Be exact. Print each record as it stands.

> **SOURCE DATA**:
Content starts

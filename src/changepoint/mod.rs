//! Bayesian single change-point detection.
//!
//! A two-regime Gaussian model over log-returns with a discrete change point
//! `tau`, sampled with a hand-written Metropolis-within-Gibbs sampler and
//! reduced to before/after price and volatility estimates.
//!
//! # Components
//!
//! - **model**: priors, likelihood and the log-density evaluator
//! - **sampler**: adaptive random-walk Metropolis chains, run in parallel
//! - **diagnostics**: acceptance rates and multi-chain agreement (`r_hat`)
//! - **summary**: posterior reduction and chart series
//! - **cost**: deterministic two-segment reference split
//! - **engine**: the end-to-end pipeline
//!
//! # Example
//!
//! ```
//! use regime_shift::changepoint::{detect_change_point, AnalysisConfig, SamplerConfig};
//! use regime_shift::core::PriceSeries;
//! use chrono::NaiveDate;
//!
//! let base = NaiveDate::from_ymd_opt(2024, 1, 1).unwrap();
//! let dates: Vec<_> = (0..6).map(|i| base + chrono::Duration::days(i)).collect();
//! let prices = PriceSeries::from_parts(&dates, &[100.0, 102.0, 101.0, 150.0, 151.0, 149.0]).unwrap();
//!
//! let config = AnalysisConfig::default()
//!     .sampler(SamplerConfig::default().draws(500).tune(250).with_seed(42));
//! let report = detect_change_point(&prices, &config).unwrap();
//!
//! assert!(report.most_probable_tau >= 1 && report.most_probable_tau <= 4);
//! println!("{}", report.result.to_json().unwrap());
//! ```

pub mod cost;
pub mod diagnostics;
pub mod engine;
pub mod model;
pub mod sampler;
pub mod summary;

pub use cost::{best_single_split, CostFunction, SplitResult};
pub use diagnostics::{
    diagnose, r_hat, ConvergencePolicy, ConvergenceWarning, Diagnostics, ParameterDiagnostics,
};
pub use engine::{
    analyze_points, detect_change_point, detect_change_point_with_cancel, AnalysisConfig,
    AnalysisReport, ChartSeries,
};
pub use model::{ChangePointModel, LogPosterior, Parameter, Priors, RegimeParameters};
pub use sampler::{
    run_chain, sample, step, CancellationToken, ChainState, ChainTrace, PosteriorSamples,
    SamplerConfig, SamplerRun,
};
pub use summary::{
    most_probable_tau, price_chart, summarize, tau_distribution, volatility_buckets,
    AnalysisResult, ChartPoint, PosteriorSummary, VolatilityBucket, VolatilityPeriod,
};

Content ends

> **RESULT BELOW**:
filename src/changepoint/mod.rs
//! Bayesian single change-point detection.
//!
//! A two-regime Gaussian model over log-returns with a discrete change point
//! `tau`, sampled with a hand-written Metropolis-within-Gibbs sampler and
//! reduced to before/after price and volatility estimates.
//!
//! # Components
//!
//! - **model**: priors, likelihood and the log-density evaluator
//! - **sampler**: adaptive random-walk Metropolis chains, run in parallel
//! - **diagnostics**: acceptance rates and multi-chain agreement (`r_hat`)
//! - **summary**: posterior reduction and chart series
//! - **cost**: deterministic two-segment reference split
//! - **engine**: the end-to-end pipeline
//!
//! # Example
//!
//! ```
//! use regime_shift::changepoint::{detect_change_point, AnalysisConfig, SamplerConfig};
//! use regime_shift::core::PriceSeries;
//! use chrono::NaiveDate;
//!
//! let base = NaiveDate::from_ymd_opt(2024, 1, 1).unwrap();
//! let dates: Vec<_> = (0..6).map(|i| base + chrono::Duration::days(i)).collect();
//! let prices = PriceSeries::from_parts(&dates, &[100.0, 102.0, 101.0, 150.0, 151.0, 149.0]).unwrap();
//!
//! let config = AnalysisConfig::default()
//!     .sampler(SamplerConfig::default().draws(500).tune(250).with_seed(42));
//! let report = detect_change_point(&prices, &config).unwrap();
//!
//! assert!(report.most_probable_tau >= 1 && report.most_probable_tau <= 4);
//! println!("{}", report.result.to_json().unwrap());
//! ```

pub mod cost;
pub mod diagnostics;
pub mod engine;
pub mod model;
pub mod sampler;
pub mod summary;

pub use cost::{best_single_split, CostFunction, SplitResult};
pub use diagnostics::{
    diagnose, r_hat, ConvergencePolicy, ConvergenceWarning, Diagnostics, ParameterDiagnostics,
};
pub use engine::{
    analyze_points, detect_change_point, detect_change_point_with_cancel, AnalysisConfig,
    AnalysisReport, ChartSeries,
};
pub use model::{ChangePointModel, LogPosterior, Parameter, Priors, RegimeParameters};
pub use sampler::{
    run_chain, sample, step, CancellationToken, ChainState, ChainTrace, PosteriorSamples,
    SamplerConfig, SamplerRun,
};
pub use summary::{
    most_probable_tau, price_chart, summarize, tau_distribution, volatility_buckets,
    AnalysisResult, ChartPoint, PosteriorSummary, VolatilityBucket, VolatilityPeriod,
};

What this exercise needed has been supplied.